__WHAT IS EXPECTED__
Output the following data exactly.

__MATERIAL FOR THIS EXERCISE__
******************************
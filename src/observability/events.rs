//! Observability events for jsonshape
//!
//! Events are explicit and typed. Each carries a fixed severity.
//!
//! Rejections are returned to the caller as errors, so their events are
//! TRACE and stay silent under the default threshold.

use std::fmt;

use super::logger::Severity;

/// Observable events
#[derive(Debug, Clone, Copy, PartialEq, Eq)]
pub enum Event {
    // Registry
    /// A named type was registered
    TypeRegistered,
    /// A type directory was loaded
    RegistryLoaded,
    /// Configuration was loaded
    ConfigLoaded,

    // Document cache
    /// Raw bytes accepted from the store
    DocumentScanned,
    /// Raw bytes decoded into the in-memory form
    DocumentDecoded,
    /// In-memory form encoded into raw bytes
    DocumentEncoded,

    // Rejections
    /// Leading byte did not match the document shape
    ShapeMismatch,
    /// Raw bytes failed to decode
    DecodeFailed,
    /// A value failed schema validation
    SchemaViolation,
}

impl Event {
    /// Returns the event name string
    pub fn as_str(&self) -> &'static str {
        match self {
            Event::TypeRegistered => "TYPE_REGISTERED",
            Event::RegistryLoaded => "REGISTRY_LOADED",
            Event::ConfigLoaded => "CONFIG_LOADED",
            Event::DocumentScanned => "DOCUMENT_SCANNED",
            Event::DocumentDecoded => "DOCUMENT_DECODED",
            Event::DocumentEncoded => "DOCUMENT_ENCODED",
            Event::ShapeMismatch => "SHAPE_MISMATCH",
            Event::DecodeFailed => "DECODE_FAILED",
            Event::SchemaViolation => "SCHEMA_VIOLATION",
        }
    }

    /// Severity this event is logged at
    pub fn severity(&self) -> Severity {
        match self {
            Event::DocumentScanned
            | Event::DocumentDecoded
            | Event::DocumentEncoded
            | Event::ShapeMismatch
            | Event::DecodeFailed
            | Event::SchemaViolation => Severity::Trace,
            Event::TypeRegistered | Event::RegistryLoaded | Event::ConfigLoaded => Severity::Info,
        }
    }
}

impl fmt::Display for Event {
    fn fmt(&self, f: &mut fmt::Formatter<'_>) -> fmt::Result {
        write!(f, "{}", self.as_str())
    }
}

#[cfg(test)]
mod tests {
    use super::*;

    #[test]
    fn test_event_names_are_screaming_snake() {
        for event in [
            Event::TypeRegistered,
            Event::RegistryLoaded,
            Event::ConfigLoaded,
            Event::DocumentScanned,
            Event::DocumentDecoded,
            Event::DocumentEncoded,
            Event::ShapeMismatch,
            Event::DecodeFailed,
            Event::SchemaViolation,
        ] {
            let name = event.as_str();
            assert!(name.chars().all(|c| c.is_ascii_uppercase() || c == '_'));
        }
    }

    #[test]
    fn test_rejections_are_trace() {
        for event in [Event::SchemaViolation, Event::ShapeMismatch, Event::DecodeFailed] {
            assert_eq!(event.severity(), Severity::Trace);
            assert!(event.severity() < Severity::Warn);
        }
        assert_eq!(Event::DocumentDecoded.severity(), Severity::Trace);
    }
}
******************************
__ANSWER FOR THIS EXERCISE__
filename src/observability/events.rs
//! Observability events for jsonshape
//!
//! Events are explicit and typed. Each carries a fixed severity.
//!
//! Rejections are returned to the caller as errors, so their events are
//! TRACE and stay silent under the default threshold.

use std::fmt;

use super::logger::Severity;

/// Observable events
#[derive(Debug, Clone, Copy, PartialEq, Eq)]
pub enum Event {
    // Registry
    /// A named type was registered
    TypeRegistered,
    /// A type directory was loaded
    RegistryLoaded,
    /// Configuration was loaded
    ConfigLoaded,

    // Document cache
    /// Raw bytes accepted from the store
    DocumentScanned,
    /// Raw bytes decoded into the in-memory form
    DocumentDecoded,
    /// In-memory form encoded into raw bytes
    DocumentEncoded,

    // Rejections
    /// Leading byte did not match the document shape
    ShapeMismatch,
    /// Raw bytes failed to decode
    DecodeFailed,
    /// A value failed schema validation
    SchemaViolation,
}

impl Event {
    /// Returns the event name string
    pub fn as_str(&self) -> &'static str {
        match self {
            Event::TypeRegistered => "TYPE_REGISTERED",
            Event::RegistryLoaded => "REGISTRY_LOADED",
            Event::ConfigLoaded => "CONFIG_LOADED",
            Event::DocumentScanned => "DOCUMENT_SCANNED",
            Event::DocumentDecoded => "DOCUMENT_DECODED",
            Event::DocumentEncoded => "DOCUMENT_ENCODED",
            Event::ShapeMismatch => "SHAPE_MISMATCH",
            Event::DecodeFailed => "DECODE_FAILED",
            Event::SchemaViolation => "SCHEMA_VIOLATION",
        }
    }

    /// Severity this event is logged at
    pub fn severity(&self) -> Severity {
        match self {
            Event::DocumentScanned
            | Event::DocumentDecoded
            | Event::DocumentEncoded
            | Event::ShapeMismatch
            | Event::DecodeFailed
            | Event::SchemaViolation => Severity::Trace,
            Event::TypeRegistered | Event::RegistryLoaded | Event::ConfigLoaded => Severity::Info,
        }
    }
}

impl fmt::Display for Event {
    fn fmt(&self, f: &mut fmt::Formatter<'_>) -> fmt::Result {
        write!(f, "{}", self.as_str())
    }
}

#[cfg(test)]
mod tests {
    use super::*;

    #[test]
    fn test_event_names_are_screaming_snake() {
        for event in [
            Event::TypeRegistered,
            Event::RegistryLoaded,
            Event::ConfigLoaded,
            Event::DocumentScanned,
            Event::DocumentDecoded,
            Event::DocumentEncoded,
            Event::ShapeMismatch,
            Event::DecodeFailed,
            Event::SchemaViolation,
        ] {
            let name = event.as_str();
            assert!(name.chars().all(|c| c.is_ascii_uppercase() || c == '_'));
        }
    }

    #[test]
    fn test_rejections_are_trace() {
        for event in [Event::SchemaViolation, Event::ShapeMismatch, Event::DecodeFailed] {
            assert_eq!(event.severity(), Severity::Trace);
            assert!(event.severity() < Severity::Warn);
        }
        assert_eq!(Event::DocumentDecoded.severity(), Severity::Trace);
    }
}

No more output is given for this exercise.